Serum 24S-hydroxycholesterol predicts long-term brain structural and functional outcomes after hypoxia-ischemia in neonatal mice

• Published in: Journal of cerebral blood flow and metabolism Vol. 41; no. 2; pp. 312 - 323
• Main Authors: Lu, Fuxin, Fan, Shujuan, Romo, Andrea R, Xu, Duan, Ferriero, Donna M, Jiang, Xiangning
• Format: Journal Article
• Language: English
• Published: London, England SAGE Publications 01.02.2021
• Subjects: Original; brain development; Biomarkers; hypoxia-ischemia; neonatal brain injury; cholesterol metabolism
• ISSN: 0271-678X; 1559-7016
• DOI: 10.1177/0271678X20911910

The major pathway of brain cholesterol turnover relies on its hydroxylation into 24S-hydroxycholesterol (24S-HC) using brain-specific cytochrome P450 46A1 (CYP46A1). 24S-HC produced exclusively in the brain normally traverses the blood-brain barrier to enter the circulation to the liver for excretion; therefore, the serum 24S-HC level is an indication of cholesterol metabolism in the brain.

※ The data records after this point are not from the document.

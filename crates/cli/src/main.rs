// SPDX-License-Identifier: BUSL-1.1
// Copyright (c) 2026 Alfred Jean LLC

// Allow panic!/unwrap/expect in test code
#![cfg_attr(test, allow(clippy::panic))]
#![cfg_attr(test, allow(clippy::unwrap_used))]
#![cfg_attr(test, allow(clippy::expect_used))]

//! fahc: decode and watch the Folding@home client command port.

mod color;
mod commands;
mod exit_error;
mod output;

use std::path::PathBuf;
use std::time::Duration;

use anyhow::Result;
use clap::{CommandFactory, Parser, Subcommand};
use tracing_subscriber::EnvFilter;

use crate::commands::query::Query;
use crate::commands::watch::WatchArgs;
use crate::commands::ConnectionArgs;
use crate::exit_error::ExitError;
use crate::output::OutputFormat;

const VERSION: &str = concat!(env!("CARGO_PKG_VERSION"), "+", env!("BUILD_GIT_HASH"));

#[derive(Parser, Debug)]
#[command(name = "fahc", version = VERSION, about = "Folding@home client command-port tool")]
#[command(styles = color::styles())]
struct Cli {
    #[command(flatten)]
    connection: ConnectionArgs,

    /// Output format
    #[arg(short = 'o', long = "output", value_enum, default_value_t, global = true)]
    format: OutputFormat,

    #[command(subcommand)]
    command: Option<Commands>,
}

#[derive(Subcommand, Debug)]
enum Commands {
    /// Decode a captured command-port stream ("-" reads stdin)
    Decode { file: PathBuf },

    /// Print live updates until interrupted
    Watch(WatchArgs),

    /// Send one query and print the reply
    Query {
        /// Seconds to wait for the reply
        #[arg(long, default_value_t = 10)]
        timeout: u64,

        #[command(subcommand)]
        query: Query,
    },
}

/// Log to stderr, filtered by `FAH_LOG` (default `warn`).
fn init_logging() {
    let filter = EnvFilter::try_from_env("FAH_LOG").unwrap_or_else(|_| EnvFilter::new("warn"));
    let _ = tracing_subscriber::fmt()
        .with_env_filter(filter)
        .with_writer(std::io::stderr)
        .with_target(false)
        .try_init();
}

async fn run(cli: Cli) -> Result<()> {
    let Some(command) = cli.command else {
        Cli::command().print_help()?;
        println!();
        return Ok(());
    };

    match command {
        Commands::Decode { file } => commands::decode::handle(&file, cli.format),
        Commands::Watch(watch) => commands::watch::handle(&cli.connection, &watch, cli.format).await,
        Commands::Query { timeout, query } => {
            let timeout = Duration::from_secs(timeout.max(1));
            commands::query::handle(&cli.connection, query, timeout, cli.format).await
        }
    }
}

#[tokio::main]
async fn main() {
    init_logging();
    let cli = Cli::parse();

    if let Err(e) = run(cli).await {
        if let Some(exit) = e.downcast_ref::<ExitError>() {
            if !exit.message.is_empty() {
                eprintln!("Error: {}", exit.message);
            }
            std::process::exit(exit.code);
        }
        eprintln!("Error: {e:#}");
        std::process::exit(1);
    }
}
// SPDX-License-Identifier: BUSL-1.1
// Copyright (c) 2026 Alfred Jean LLC

//! Message fixtures mapped onto their model types.

mod caller_types;
mod info;
mod options;
mod simulation;
mod slots;
mod units;
// SPDX-License-Identifier: BUSL-1.1
// Copyright (c) 2026 Alfred Jean LLC

// Allow panic!/unwrap/expect in test code
#![cfg_attr(test, allow(clippy::panic))]
#![cfg_attr(test, allow(clippy::unwrap_used))]
#![cfg_attr(test, allow(clippy::expect_used))]

//! fah-core: typed models for FAHClient protocol messages

pub mod macros;

pub mod enums;
pub mod error;
pub mod info;
pub mod mapping;
pub mod message;
pub mod options;
pub mod simulation;
pub mod slot;
pub mod unit;

pub use enums::{
    ClientSubType, ClientType, CorePriority, CpuManufacturer, CpuType, FromToken, GpuManufacturer,
    MaxPacketSize, OperatingSystemArchitecture, OperatingSystemType, SlotStatus, SlotType,
    UnitState,
};
pub use error::{ConversionError, MessageError, TypeMappingError};
pub use info::{BuildInfo, ClientInfo, Info, SystemInfo, MAX_GPUS};
pub use mapping::{fill, fill_list, Mapped, MessageObject, PropertyMapping, PropertyTable};
pub use message::{parse, Delivery, FahMessage, Message, MessageKind};
pub use options::Options;
pub use simulation::SimulationInfo;
pub use slot::{Slot, SlotCollection, SlotOptions};
pub use unit::{Unit, UnitCollection};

We recently reported an upregulation of CYP46A1 following hypoxia-ischemia (HI) in the neonatal mouse brain and a correlation between serum 24S-HC levels and acute brain damage. Here, we performed a longitudinal study to investigate whether the serum 24S-HC concentrations predict long-term brain structural and functional outcomes. In postnatal day 9 mice subjected to HI, the serum 24S-HC levels increased at 6 h and 24 h after HI and correlated with the infarct volumes measured histologically or by T2-weighted MRI. The 24 h levels were associated with white matter volume loss quantified by MBP immunostaining and luxol fast blue staining. The animals with higher serum 24S-HC at 6 h and 24 h corresponded to those with more severe motor and cognitive deficits at 35-40 days after HI. These data suggest that 24S-HC could be a novel and early blood biomarker for severity of neonatal HI brain damage and associated functional impairments.